» TASK OBJECTIVE: Find and copy every line in the records that includes the string "derive".

Dataset entries:
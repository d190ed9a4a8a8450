//! Start-up configuration for a rover run.

use crate::error::GridError;
use crate::grid::{DEFAULT_GRID_SIZE, Grid};
use glam::IVec2;
use serde::{Deserialize, Serialize};

/// How a command batch reacts to a symbol outside the command alphabet.
///
/// An obstacle always stops the batch, whatever the policy.
#[derive(Clone, Copy, Debug, Default, PartialEq, Eq, Serialize, Deserialize)]
pub enum BatchPolicy {
    /// Stop at the first failing command and report it.
    #[default]
    StopOnFirstFailure,
    /// Log and skip unrecognized symbols, then carry on with the rest.
    SkipUnrecognized,
}

/// Grid and batch settings used to build a [`Rover`](crate::rover::Rover).
#[derive(Clone, Debug, PartialEq, Eq, Serialize, Deserialize)]
#[serde(default)]
pub struct RoverConfig {
    /// Number of columns. Default: 10.
    pub width: u32,
    /// Number of rows. Default: 10.
    pub height: u32,
    /// Cells the rover must never enter.
    pub obstacles: Vec<IVec2>,
    /// Policy applied by drivers when running a batch.
    pub policy: BatchPolicy,
}

impl Default for RoverConfig {
    fn default() -> Self {
        Self {
            width: DEFAULT_GRID_SIZE,
            height: DEFAULT_GRID_SIZE,
            obstacles: Vec::new(),
            policy: BatchPolicy::default(),
        }
    }
}

impl RoverConfig {
    /// Builds the grid described by this configuration.
    pub fn grid(&self) -> Result<Grid, GridError> {
        Grid::with_obstacles(self.width, self.height, self.obstacles.iter().copied())
    }
}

» TASK ANSWER:
#[derive(Clone, Copy, Debug, Default, PartialEq, Eq, Serialize, Deserialize)]
#[derive(Clone, Debug, PartialEq, Eq, Serialize, Deserialize)]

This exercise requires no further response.